For B2B marketers with long sales cycles, this creates a specific problem. A 30-day attribution window might capture the initial touchpoint, but if your average deal takes 90 days to close, the platform's conversion count will systematically understate the true impact of upper-funnel campaigns. Conversely, if you are running retargeting campaigns that touch prospects multiple times before close, every platform in the mix will claim credit for the same deal.

Building a Reconciliation Model

The solution is not to pick a "source of truth" and ignore the others. It is to build a model that maps platform-reported conversions to actual revenue, with explicit assumptions about overlap and attribution.

Start with your CRM as the anchor. This is the only system that records actual closed revenue. Then work backward: for each closed deal, identify which platforms claimed credit and with what attribution logic. Over time, you will develop platform-specific conversion-to-revenue ratios that account for double-counting and tracking gaps.

For example, you might find that Meta-reported conversions convert to CRM-verified revenue at a 0.6 ratio, while Google-reported conversions convert at 0.8. These ratios are not fixed; they will vary by campaign type, audience segment, and funnel stage. But they give you a defensible basis for budget allocation that does not depend on taking any single platform's numbers at face value.
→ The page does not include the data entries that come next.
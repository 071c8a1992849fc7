//! PBKDF2-HMAC-SHA256 hash deriver with hex output.

use anyhow::{bail, Result};
use sha2::Sha256;

pub const DEFAULT_ITERATIONS: u32 = 50_000;
pub const DEFAULT_OUTPUT_LEN: usize = 32; // 256 bits
pub const MAX_OUTPUT_LEN: usize = 1024;

/// Key-derivation parameters. High iteration counts make each record deliberately CPU-bound.
#[derive(Clone, Copy, Debug, PartialEq, Eq)]
pub struct KdfParams {
    pub iterations: u32,
    pub output_len: usize, // bytes
}

impl Default for KdfParams {
    fn default() -> Self {
        Self { iterations: DEFAULT_ITERATIONS, output_len: DEFAULT_OUTPUT_LEN }
    }
}

impl KdfParams {
    pub fn new(iterations: u32, output_len: usize) -> Self {
        Self { iterations, output_len }
    }

    /// Reject parameters the deriver cannot honor. Called once, before any record is touched.
    pub fn validate(&self) -> Result<()> {
        if self.iterations == 0 {
            bail!("PBKDF2 iteration count must be at least 1");
        }
        if self.output_len == 0 || self.output_len > MAX_OUTPUT_LEN {
            bail!(
                "PBKDF2 output length must be between 1 and {} bytes (got {})",
                MAX_OUTPUT_LEN,
                self.output_len
            );
        }
        Ok(())
    }
}

/// Derive `params.output_len` bytes from `password`/`salt` and return them as lowercase hex.
/// Holds no shared state; safe to call from any number of threads at once.
pub fn derive_hash_hex(password: &str, salt: &[u8], params: &KdfParams) -> String {
    let mut out = vec![0u8; params.output_len];
    pbkdf2::pbkdf2_hmac::<Sha256>(password.as_bytes(), salt, params.iterations, &mut out);
    hex::encode(out)
}
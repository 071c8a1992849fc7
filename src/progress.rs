//! Progress reporting: optional indicatif count bars and elapsed-time formatting for log lines.

use indicatif::{MultiProgress, ProgressBar, ProgressStyle};
use std::sync::{Arc, OnceLock};
use std::time::Duration;

/// Optional global MultiProgress that allows multiple bars to render concurrently.
/// If unset, progress bars draw to the default terminal target.
static GLOBAL_MP: OnceLock<Arc<MultiProgress>> = OnceLock::new();

/// Install a global MultiProgress used by all subsequently created progress bars.
/// Safe to call once; additional calls are ignored.
pub fn set_global_multiprogress(mp: Arc<MultiProgress>) {
    let _ = GLOBAL_MP.set(mp);
}

fn new_bar(total: u64) -> ProgressBar {
    if let Some(mp) = GLOBAL_MP.get() {
        mp.add(ProgressBar::new(total))
    } else {
        ProgressBar::new(total)
    }
}

fn count_style() -> ProgressStyle {
    ProgressStyle::with_template(
        "{spinner:.green} {msg} {pos}/{len} [{bar:.cyan/blue}] {percent:>3}%  \
         it/s: {per_sec}  elapsed: {elapsed_precise}  eta: {eta_precise}"
    )
    .unwrap_or_else(|_| ProgressStyle::default_bar())
    .progress_chars("█▉▊▋▌▍▎▏  ")
}

/// Count-style progress bar (records hashed out of total), with an optional label.
pub fn make_count_progress(total: u64, label: &str) -> ProgressBar {
    let pb = new_bar(total);
    pb.set_style(count_style());
    if !label.is_empty() {
        pb.set_message(label.to_string());
    }
    pb.enable_steady_tick(Duration::from_millis(100));
    pb
}

/// Small wrapper over an optional count bar so callers don't branch on `progress(bool)`.
pub struct ProgressScope {
    pb: Option<ProgressBar>,
}

impl ProgressScope {
    pub fn count<T: Into<String>>(label: T, total: u64, enabled: bool) -> Self {
        let pb = if enabled { Some(make_count_progress(total, &label.into())) } else { None };
        Self { pb }
    }
    pub fn disabled() -> Self {
        Self { pb: None }
    }
    #[inline] pub fn inc_items(&self, delta: u64) { if let Some(pb) = &self.pb { pb.inc(delta); } }
    pub fn finish<T: Into<String>>(&self, msg: T) {
        if let Some(pb) = &self.pb { pb.finish_with_message(msg.into()); }
    }
}

/// `"{m}m {s}s {ms}ms"`, minutes wrapping at the hour like a clock readout.
pub fn format_elapsed(d: Duration) -> String {
    let total_ms = d.as_millis();
    let minutes = (total_ms / 60_000) % 60;
    let seconds = (total_ms / 1_000) % 60;
    let millis = total_ms % 1_000;
    format!("{minutes}m {seconds}s {millis}ms")
}
//! Grouping and ordering of records by region (UF).
//!
//! Comparisons are ordinal after a per-character upper-case mapping, never locale-aware.

use crate::record::Record;
use ahash::AHashMap;
use std::cmp::Ordering;

/// Region code for extinct / non-territorial entries; never emitted.
pub const EXCLUDED_REGION: &str = "EX";

#[inline]
fn fold_char(c: char) -> char {
    let mut up = c.to_uppercase();
    match (up.next(), up.next()) {
        (Some(u), None) => u,
        _ => c, // multi-char expansions (e.g. 'ß') compare as themselves
    }
}

/// Ordinal, case-insensitive string comparison.
pub fn cmp_ignore_case(a: &str, b: &str) -> Ordering {
    a.chars().map(fold_char).cmp(b.chars().map(fold_char))
}

/// Case-insensitive equality consistent with `cmp_ignore_case`.
pub fn eq_ignore_case(a: &str, b: &str) -> bool {
    cmp_ignore_case(a, b) == Ordering::Equal
}

/// Per-character simple upper-case mapping; never changes the character count.
pub fn upper_invariant(s: &str) -> String {
    s.chars().map(fold_char).collect()
}

fn fold_key(s: &str) -> String {
    upper_invariant(s)
}

/// Records of a single region, in output order once sorted.
#[derive(Clone, Debug)]
pub struct RegionGroup {
    pub region: String,
    pub records: Vec<Record>,
}

impl RegionGroup {
    pub fn len(&self) -> usize {
        self.records.len()
    }

    pub fn is_empty(&self) -> bool {
        self.records.is_empty()
    }
}

/// Region → records, keyed case-insensitively. The first spelling seen for a region is kept
/// as its display code.
#[derive(Default, Debug)]
pub struct GroupIndex {
    groups: AHashMap<String, RegionGroup>,
}

impl GroupIndex {
    /// Partition `records` by region, dropping every record whose region equals `excluded`.
    /// Insertion order within a region is the order of `records`.
    pub fn build<I>(records: I, excluded: &str) -> Self
    where
        I: IntoIterator<Item = Record>,
    {
        let mut groups: AHashMap<String, RegionGroup> = AHashMap::new();
        for rec in records {
            if eq_ignore_case(&rec.region, excluded) {
                continue;
            }
            groups
                .entry(fold_key(&rec.region))
                .or_insert_with(|| RegionGroup { region: rec.region.clone(), records: Vec::new() })
                .records
                .push(rec);
        }
        Self { groups }
    }

    pub fn region_count(&self) -> usize {
        self.groups.len()
    }

    pub fn get(&self, region: &str) -> Option<&RegionGroup> {
        self.groups.get(&fold_key(region))
    }

    /// Consume the index into regions ascending by code, each region's records stably sorted
    /// by preferred name.
    pub fn into_sorted(self) -> Vec<RegionGroup> {
        let mut out: Vec<RegionGroup> = self.groups.into_iter().map(|(_, g)| g).collect();
        out.sort_by(|a, b| cmp_ignore_case(&a.region, &b.region));
        for g in &mut out {
            g.records
                .sort_by(|a, b| cmp_ignore_case(a.preferred_name(), b.preferred_name()));
        }
        out
    }
}

/// Build the index and return the sorted groups in one step.
pub fn group_and_sort(records: Vec<Record>, excluded: &str) -> Vec<RegionGroup> {
    GroupIndex::build(records, excluded).into_sorted()
}
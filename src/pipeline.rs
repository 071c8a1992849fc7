use crate::concurrency::run_in_pool;
use crate::config::HashOptions;
use crate::emit::emit_region;
use crate::fetch::fetch_or_reuse;
use crate::grouping::{group_and_sort, RegionGroup};
use crate::parse::{parse_lines, split_lines};
use crate::processor::{process_region_with_bar, RegionProgress};
use crate::progress::{format_elapsed, ProgressScope};
use crate::util::{ensure_dir, init_tracing_once};
use anyhow::{bail, Context, Result};
use std::fs;
use std::path::{Path, PathBuf};
use std::time::{Duration, Instant};

/// Outcome of one region: how many records were hashed and where they were written.
#[derive(Clone, Debug)]
pub struct RegionReport {
    pub region: String,
    pub records: usize,
    pub csv_path: PathBuf,
    pub json_path: PathBuf,
    pub elapsed: Duration,
}

/// Outcome of a whole run.
#[derive(Clone, Debug)]
pub struct RunSummary {
    pub records_read: usize, // valid records parsed, sentinel region included
    pub regions: Vec<RegionReport>,
    pub out_dir: PathBuf,
    pub elapsed: Duration,
}

impl RunSummary {
    /// Region codes in the order they were generated.
    pub fn region_codes(&self) -> Vec<&str> {
        self.regions.iter().map(|r| r.region.as_str()).collect()
    }

    pub fn records_written(&self) -> usize {
        self.regions.iter().map(|r| r.records).sum()
    }
}

/// Builder entry point: parse → hash → group → emit over the municipal registry.
#[derive(Clone, Default)]
pub struct MunicipalHasher {
    pub(crate) opts: HashOptions,
}

impl MunicipalHasher {
    pub fn new() -> Self {
        Self { opts: HashOptions::default() }
    }

    pub fn with_options(opts: HashOptions) -> Self {
        Self { opts }
    }

    pub fn options(&self) -> &HashOptions { &self.opts }

    // -------- Builder methods --------
    pub fn base_dir(mut self, base: impl AsRef<Path>) -> Self { self.opts = self.opts.with_base_dir(base); self }
    pub fn source_url(mut self, url: impl Into<String>) -> Self { self.opts = self.opts.with_source_url(url); self }
    pub fn source_file_name(mut self, name: impl Into<String>) -> Self { self.opts = self.opts.with_source_file_name(name); self }
    pub fn out_dir_name(mut self, name: impl Into<String>) -> Self { self.opts = self.opts.with_out_dir_name(name); self }
    pub fn iterations(mut self, n: u32) -> Self { self.opts = self.opts.with_iterations(n); self }
    pub fn hash_bytes(mut self, n: usize) -> Self { self.opts = self.opts.with_hash_bytes(n); self }
    pub fn pepper(mut self, pepper: impl Into<String>) -> Self { self.opts = self.opts.with_pepper(pepper); self }
    pub fn excluded_region(mut self, region: impl AsRef<str>) -> Self { self.opts = self.opts.with_excluded_region(region); self }
    pub fn progress_every(mut self, n: usize) -> Self { self.opts = self.opts.with_progress_every(n); self }
    pub fn parallelism(mut self, threads: usize) -> Self { self.opts = self.opts.with_parallelism(threads); self }
    pub fn progress(mut self, yes: bool) -> Self { self.opts = self.opts.with_progress(yes); self }
    pub fn io_write_buffer(mut self, bytes: usize) -> Self { self.opts = self.opts.with_io_write_buffer(bytes); self }

    // -------- Operations --------

    /// Fetch (or reuse) the source CSV under `base_dir`, then process it.
    pub fn run(self) -> Result<RunSummary> {
        init_tracing_once();
        self.opts.validate()?;

        let source = self.opts.source_path();
        fetch_or_reuse(&self.opts.source_url, &source)?;

        tracing::info!("Reading and parsing CSV ...");
        let text = fs::read_to_string(&source)
            .with_context(|| format!("read {}", source.display()))?;
        self.run_on_text(&text)
    }

    /// Process registry text that is already in memory.
    pub fn run_on_text(&self, text: &str) -> Result<RunSummary> {
        let lines = split_lines(text);
        self.run_on_lines(&lines)
    }

    /// Process registry lines. Fails before touching the output directory when `lines` is empty
    /// or the options are invalid.
    pub fn run_on_lines<S>(&self, lines: &[S]) -> Result<RunSummary>
    where
        S: AsRef<str> + Sync,
    {
        init_tracing_once();
        self.opts.validate()?;
        let started = Instant::now();

        if lines.is_empty() {
            bail!("source CSV is empty; nothing to process");
        }

        run_in_pool(self.opts.parallelism, || {
            let records = parse_lines(lines);
            let records_read = records.len();
            tracing::info!(records = records_read, "Records read: {}", records_read);

            let groups = group_and_sort(records, &self.opts.excluded_region);

            let out_dir = self.opts.out_dir();
            ensure_dir(&out_dir)?;
            tracing::info!("Computing hash per municipality and writing files per UF ...");

            let mut regions = Vec::with_capacity(groups.len());
            for group in &groups {
                regions.push(self.process_and_emit(group, &out_dir)?);
            }

            let elapsed = started.elapsed();
            tracing::info!("===== SUMMARY =====");
            tracing::info!("UFs generated: {}", regions.len());
            tracing::info!("Output folder: {}", out_dir.display());
            tracing::info!("Total time: {} ({:?})", format_elapsed(elapsed), elapsed);

            Ok(RunSummary { records_read, regions, out_dir, elapsed })
        })
    }

    fn process_and_emit(&self, group: &RegionGroup, out_dir: &Path) -> Result<RegionReport> {
        let region = group.region.as_str();
        tracing::info!("Processing UF: {} ({} municipalities)", region, group.len());
        let started = Instant::now();

        let bar = ProgressScope::count(format!("UF {region}"), group.len() as u64, self.opts.progress);
        let hashed = process_region_with_bar(
            group,
            &self.opts.pepper,
            &self.opts.kdf,
            self.opts.progress_every,
            &bar,
            |p: &RegionProgress| {
                tracing::info!(
                    "  Partial: {}/{} municipalities processed for UF {} | elapsed {}",
                    p.done, p.total, p.region, format_elapsed(p.elapsed)
                );
            },
        );
        bar.finish(format!("UF {region} hashed"));

        let files = emit_region(out_dir, region, &hashed, self.opts.write_buffer_bytes)
            .with_context(|| format!("emit UF {region}"))?;

        let elapsed = started.elapsed();
        tracing::info!(
            "UF {} done. Files written: CSV and JSON. Total UF time: {}",
            region, format_elapsed(elapsed)
        );

        Ok(RegionReport {
            region: region.to_string(),
            records: hashed.len(),
            csv_path: files.csv_path,
            json_path: files.json_path,
            elapsed,
        })
    }
}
The second step is to align attribution windows where possible. If you are comparing Meta and Google, consider setting both to the same click window, even if it means deviating from platform defaults. This will not eliminate discrepancies, but it will reduce the portion of variance attributable to window differences versus tracking differences.

Third, run incrementality tests. Geo-holdouts or matched-market experiments can tell you what actually happens to revenue when you turn a channel off, independent of what the platform claims. This is the only way to validate your reconciliation model against real-world outcomes.

The Board Conversation

When you present marketing performance to the board, lead with the reconciliation model, not the raw platform numbers. Show the assumptions: which platforms are included, what attribution windows are in effect, what conversion-to-revenue ratios you are applying, and what the confidence interval looks like.

This is not about admitting uncertainty. It is about demonstrating that you understand the measurement system well enough to make decisions despite its limitations. A CFO will trust a CMO who can explain why the numbers diverge far more than one who pretends they should match.

The platforms are not lying to you. They are each telling a partial truth, optimized for their own incentives. Your job is to build the model that translates those partial truths into a forecast you can defend.